Gut microbial Loop-1 β-glucuronidases (gmGUS) played an important role in irinotecan-induced gastrointestinal toxicity by regulating the level of its active metabolite SN38 through enterohepatic recirculation. gmGUS inhibition has emerged as a promising approach to relieve its dose-limiting intestinal toxicity and improve its medication efficacy. This study aims to investigate the inhibitory effects and mechanisms of Platycladi cacumen and its main constituent hinokiflavone against four different types of Loop-1 gmGUS (EeGUS, SaGUS, CpGUS and EcGUS). Our results showed that the ethanol extract of Platycladi cacumen displayed strong broad-spectrum inhibition against four gmGUS, and hinokiflavone could potently inhibit EeGUS, SaGUS, CpGUS and EcGUS with IC₅₀ values of 0.09 ± 0.01 μM, 0.44 ± 0.01 μM, 0.20 ± 0.01 μM and 0.69 ± 0.10 μM, respectively. Inhibition kinetic analyses demonstrated that hinokiflavone acted as a strong competitive inhibitor of EeGUS with K_i value of 0.13 μM, while it displayed non-competitive inhibition against SaGUS, CpGUS and EcGUS, with the K_i values of 0.43 μM, 0.33 μM and 0.76 μM, respectively.
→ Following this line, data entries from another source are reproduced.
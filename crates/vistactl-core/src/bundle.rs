//! Deploy bundle loading
//!
//! A bundle is the template set the renderer consumes: `Bundle.yaml`
//! metadata, `values.yaml` defaults, and `templates/*.j2`. The builtin
//! Vista3D bundle is compiled in; `--bundle <dir>` swaps in an external one.

use serde::{Deserialize, Serialize};
use std::path::Path;
use walkdir::WalkDir;

use crate::builtin;
use crate::error::{CoreError, Result};
use crate::values::Values;

/// Supported Bundle.yaml apiVersion
const BUNDLE_API_VERSION: &str = "vistactl/v1";

/// Parsed Bundle.yaml
#[derive(Debug, Clone, Serialize, Deserialize)]
#[serde(rename_all = "camelCase")]
pub struct BundleManifest {
    pub api_version: String,
    pub metadata: BundleMetadata,
}

/// Bundle metadata
#[derive(Debug, Clone, Serialize, Deserialize)]
#[serde(rename_all = "camelCase")]
pub struct BundleMetadata {
    pub name: String,
    pub version: String,
    #[serde(default)]
    pub app_version: Option<String>,
    #[serde(default)]
    pub description: Option<String>,
}

/// A single template file
#[derive(Debug, Clone)]
pub struct TemplateFile {
    /// File name relative to `templates/`
    pub name: String,
    /// Template source text
    pub source: String,
}

/// A loaded bundle, ready for rendering
#[derive(Debug, Clone)]
pub struct Bundle {
    pub metadata: BundleMetadata,
    pub defaults: Values,
    pub templates: Vec<TemplateFile>,
}

impl Bundle {
    /// The compiled-in Vista3D bundle
    pub fn builtin() -> Self {
        let manifest: BundleManifest = serde_yaml::from_str(builtin::BUNDLE_YAML)
            .expect("builtin Bundle.yaml must parse");
        let defaults =
            Values::from_yaml(builtin::VALUES_YAML).expect("builtin values.yaml must parse");

        let templates = builtin::TEMPLATES
            .iter()
            .map(|(name, source)| TemplateFile {
                name: (*name).to_string(),
                source: (*source).to_string(),
            })
            .collect();

        Self {
            metadata: manifest.metadata,
            defaults,
            templates,
        }
    }

    /// Load a bundle from a directory
    pub fn load(dir: &Path) -> Result<Self> {
        if !dir.is_dir() {
            return Err(CoreError::BundleNotFound {
                path: dir.display().to_string(),
            });
        }

        let manifest_path = dir.join("Bundle.yaml");
        if !manifest_path.is_file() {
            return Err(CoreError::InvalidBundle {
                message: format!("missing Bundle.yaml in {}", dir.display()),
            });
        }

        let manifest: BundleManifest =
            serde_yaml::from_str(&std::fs::read_to_string(&manifest_path)?)?;
        if manifest.api_version != BUNDLE_API_VERSION {
            return Err(CoreError::InvalidBundle {
                message: format!(
                    "unsupported apiVersion '{}' (expected '{}')",
                    manifest.api_version, BUNDLE_API_VERSION
                ),
            });
        }

        let values_path = dir.join("values.yaml");
        let defaults = if values_path.is_file() {
            Values::from_file(&values_path)?
        } else {
            Values::new()
        };

        let templates = collect_templates(&dir.join("templates"))?;
        if templates.is_empty() {
            return Err(CoreError::InvalidBundle {
                message: format!("no templates found under {}/templates", dir.display()),
            });
        }

        Ok(Self {
            metadata: manifest.metadata,
            defaults,
            templates,
        })
    }
}

/// Collect `*.j2` templates under a directory, sorted by relative path so
/// render and apply order is deterministic.
fn collect_templates(templates_dir: &Path) -> Result<Vec<TemplateFile>> {
    let mut templates = Vec::new();

    if !templates_dir.is_dir() {
        return Ok(templates);
    }

    for entry in WalkDir::new(templates_dir).follow_links(false) {
        let entry = entry.map_err(|e| CoreError::InvalidBundle {
            message: format!("failed to walk templates directory: {}", e),
        })?;
        if !entry.file_type().is_file() {
            continue;
        }

        let path = entry.path();
        if path.extension().and_then(|e| e.to_str()) != Some("j2") {
            continue;
        }

        let name = path
            .strip_prefix(templates_dir)
            .unwrap_or(path)
            .to_string_lossy()
            .replace('\\', "/");

        templates.push(TemplateFile {
            name,
            source: std::fs::read_to_string(path)?,
        });
    }

    templates.sort_by(|a, b| a.name.cmp(&b.name));
    Ok(templates)
}

#[cfg(test)]
mod tests {
    use super::*;

    #[test]
    fn test_builtin_bundle() {
        let bundle = Bundle::builtin();

        assert_eq!(bundle.metadata.name, "vista3d");
        assert_eq!(bundle.templates.len(), 5);
        assert_eq!(
            bundle.defaults.get_str("server.image.repository").unwrap(),
            "nvcr.io/nim/nvidia/vista3d"
        );
        // claims render before the workloads mounting them
        assert_eq!(bundle.templates[0].name, "pvcs.yaml.j2");
    }

    #[test]
    fn test_load_external_bundle() {
        let dir = tempfile::tempdir().unwrap();
        std::fs::write(
            dir.path().join("Bundle.yaml"),
            "apiVersion: vistactl/v1\nmetadata:\n  name: custom\n  version: 0.1.0\n",
        )
        .unwrap();
        std::fs::write(dir.path().join("values.yaml"), "replicas: 2\n").unwrap();
        std::fs::create_dir(dir.path().join("templates")).unwrap();
        std::fs::write(
            dir.path().join("templates").join("cm.yaml.j2"),
            "kind: ConfigMap\n",
        )
        .unwrap();
        // non-template files are ignored
        std::fs::write(dir.path().join("templates").join("NOTES.txt"), "hi").unwrap();

        let bundle = Bundle::load(dir.path()).unwrap();
        assert_eq!(bundle.metadata.name, "custom");
        assert_eq!(bundle.templates.len(), 1);
        assert_eq!(bundle.defaults.get("replicas").unwrap(), 2);
    }

    #[test]
    fn test_load_rejects_wrong_api_version() {
        let dir = tempfile::tempdir().unwrap();
        std::fs::write(
            dir.path().join("Bundle.yaml"),
            "apiVersion: helm/v3\nmetadata:\n  name: x\n  version: 0.1.0\n",
        )
        .unwrap();

        assert!(matches!(
            Bundle::load(dir.path()),
            Err(CoreError::InvalidBundle { .. })
        ));
    }

    #[test]
    fn test_load_missing_dir() {
        assert!(matches!(
            Bundle::load(Path::new("/nonexistent/bundle")),
            Err(CoreError::BundleNotFound { .. })
        ));
    }
}
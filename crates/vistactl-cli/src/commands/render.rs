//! Render command - produce the concrete manifest without touching a cluster

use std::path::PathBuf;

use super::{ResolvedInputs, render_manifest, write_manifest};
use crate::display;
use crate::error::Result;

/// Options for the render command
pub struct RenderOptions {
    pub release: String,
    pub namespace: String,
    pub output: PathBuf,
    pub show_values_path: Option<PathBuf>,
    pub dry_run: bool,
}

/// Run the render command
pub fn run(inputs: &ResolvedInputs, opts: &RenderOptions) -> Result<()> {
    if opts.dry_run {
        display::step("dry run - nothing will be written");
        println!(
            "  would render {} templates from bundle '{}'",
            inputs.bundle.templates.len(),
            inputs.bundle.metadata.name
        );
        println!("  would write the manifest to {}", opts.output.display());
        return Ok(());
    }

    let values_file = inputs
        .values
        .write_to_disk(opts.show_values_path.as_deref())?;
    if let Some(path) = &opts.show_values_path {
        display::done(&format!("wrote merged values to {}", path.display()));
    } else {
        tracing::debug!(path = %values_file.path().display(), "merged values written");
    }

    let result = render_manifest(inputs, &opts.release, &opts.namespace)?;
    write_manifest(&result, &opts.output)?;

    if opts.output.as_os_str() != "-" {
        display::done(&format!(
            "rendered {} manifests to {}",
            result.manifests.len(),
            opts.output.display()
        ));
    }

    Ok(())
}
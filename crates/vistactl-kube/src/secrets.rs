//! Secret management
//!
//! Secrets are always deleted (ignoring not-found) and recreated rather than
//! patched; there is no diffing of secret contents.

use base64::Engine as _;
use k8s_openapi::api::core::v1::Secret;
use k8s_openapi::apimachinery::pkg::apis::meta::v1::ObjectMeta;
use kube::api::{DeleteParams, PostParams};
use std::collections::BTreeMap;
use tracing::debug;
use vistactl_core::{NgcCredentials, RegistryCredentials};

use crate::client::ClusterClient;
use crate::error::Result;

/// Environment keys the Vista3D server container reads from its secret
const NGC_API_KEY: &str = "NGC_API_KEY";
const NGC_ORG_ID: &str = "NGC_ORG_ID";

/// Build the data map for the NGC key secret
pub fn ngc_secret_data(creds: &NgcCredentials) -> BTreeMap<String, String> {
    let mut data = BTreeMap::new();
    data.insert(NGC_API_KEY.to_string(), creds.api_key.clone());
    if let Some(org) = &creds.org_id {
        data.insert(NGC_ORG_ID.to_string(), org.clone());
    }
    data
}

/// Build a .dockerconfigjson payload for a registry pull secret
pub fn dockerconfigjson(creds: &RegistryCredentials) -> String {
    let auth = base64::engine::general_purpose::STANDARD
        .encode(format!("{}:{}", creds.username, creds.password));

    let mut entry = serde_json::json!({
        "username": creds.username,
        "password": creds.password,
        "auth": auth,
    });
    if let Some(email) = &creds.email {
        entry["email"] = serde_json::Value::String(email.clone());
    }

    serde_json::json!({ "auths": { &creds.server: entry } }).to_string()
}

/// Delete-then-create an Opaque secret
pub async fn recreate_opaque_secret(
    client: &ClusterClient,
    name: &str,
    data: BTreeMap<String, String>,
) -> Result<()> {
    let secret = Secret {
        metadata: ObjectMeta {
            name: Some(name.to_string()),
            namespace: Some(client.namespace().to_string()),
            ..Default::default()
        },
        type_: Some("Opaque".to_string()),
        string_data: Some(data),
        ..Default::default()
    };

    recreate(client, name, secret).await
}

/// Delete-then-create the registry pull secret
pub async fn recreate_registry_secret(
    client: &ClusterClient,
    name: &str,
    creds: &RegistryCredentials,
) -> Result<()> {
    let mut data = BTreeMap::new();
    data.insert(".dockerconfigjson".to_string(), dockerconfigjson(creds));

    let secret = Secret {
        metadata: ObjectMeta {
            name: Some(name.to_string()),
            namespace: Some(client.namespace().to_string()),
            ..Default::default()
        },
        type_: Some("kubernetes.io/dockerconfigjson".to_string()),
        string_data: Some(data),
        ..Default::default()
    };

    recreate(client, name, secret).await
}

async fn recreate(client: &ClusterClient, name: &str, secret: Secret) -> Result<()> {
    let api = client.secrets();

    match api.delete(name, &DeleteParams::default()).await {
        Ok(_) => debug!(secret = name, "deleted existing secret"),
        Err(kube::Error::Api(resp)) if resp.code == 404 => {}
        Err(e) => return Err(e.into()),
    }

    api.create(&PostParams::default(), &secret).await?;
    debug!(secret = name, "secret created");
    Ok(())
}

#[cfg(test)]
mod tests {
    use super::*;

    #[test]
    fn test_ngc_secret_data() {
        let data = ngc_secret_data(&NgcCredentials {
            api_key: "nvapi-secret".into(),
            org_id: Some("0123456789".into()),
        });
        assert_eq!(data.get("NGC_API_KEY").unwrap(), "nvapi-secret");
        assert_eq!(data.get("NGC_ORG_ID").unwrap(), "0123456789");

        let no_org = ngc_secret_data(&NgcCredentials {
            api_key: "nvapi-secret".into(),
            org_id: None,
        });
        assert!(!no_org.contains_key("NGC_ORG_ID"));
    }

    #[test]
    fn test_dockerconfigjson_shape() {
        let json = dockerconfigjson(&RegistryCredentials {
            server: "nvcr.io".into(),
            username: "$oauthtoken".into(),
            password: "nvapi-secret".into(),
            email: None,
        });

        let parsed: serde_json::Value = serde_json::from_str(&json).unwrap();
        let entry = &parsed["auths"]["nvcr.io"];
        assert_eq!(entry["username"], "$oauthtoken");
        assert_eq!(entry["password"], "nvapi-secret");
        // auth is base64("user:pass")
        assert_eq!(entry["auth"], "JG9hdXRodG9rZW46bnZhcGktc2VjcmV0");
        assert!(entry.get("email").is_none());
    }
}
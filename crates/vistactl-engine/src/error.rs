//! Engine error types

use miette::Diagnostic;
use thiserror::Error;

/// Result type for engine operations
pub type Result<T> = std::result::Result<T, EngineError>;

/// Errors from manifest rendering
#[derive(Error, Debug, Diagnostic)]
pub enum EngineError {
    /// A template failed to render
    #[error("Template '{template}' failed to render: {message}")]
    #[diagnostic(code(vistactl::engine::render))]
    Render {
        template: String,
        message: String,
        #[help]
        help: Option<String>,
    },

    /// The render context could not be serialized
    #[error("Invalid render context: {0}")]
    #[diagnostic(code(vistactl::engine::context))]
    Context(String),
}

impl EngineError {
    /// Build a render error from a minijinja error, keeping its detail chain
    pub fn from_minijinja(err: minijinja::Error, template: &str) -> Self {
        let mut message = err.to_string();

        // minijinja nests the root cause; surface it
        let mut source = std::error::Error::source(&err);
        while let Some(cause) = source {
            message.push_str(&format!("\ncaused by: {}", cause));
            source = cause.source();
        }

        let help = match err.kind() {
            minijinja::ErrorKind::UndefinedError => Some(
                "the template references a value not present in the merged values; \
                 check your --values files and --set overrides"
                    .to_string(),
            ),
            _ => None,
        };

        Self::Render {
            template: template.to_string(),
            message,
            help,
        }
    }
}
Docking simulations revealed that hinokiflavone could tightly bind with Tyr-485 and Glu-516 in catalytic sites of EeGUS, as well it created strong interactions with amino acids in loop structures of SaGUS (Asn-362), CpGUS (Phe-363, Met-364, Ala-365 and Arg-375) and EcGUS (Leu-361) to interfere the substrate entry into the catalytic pocket. Collectively, these results confirmed that hinokiflavone from Platycladi cacumen is a potent naturally occurring inhibitor of gmGUS with broad efficiency, suggesting hinokiflavone will be helpful for alleviating intestinal toxicity in irinotecan therapy.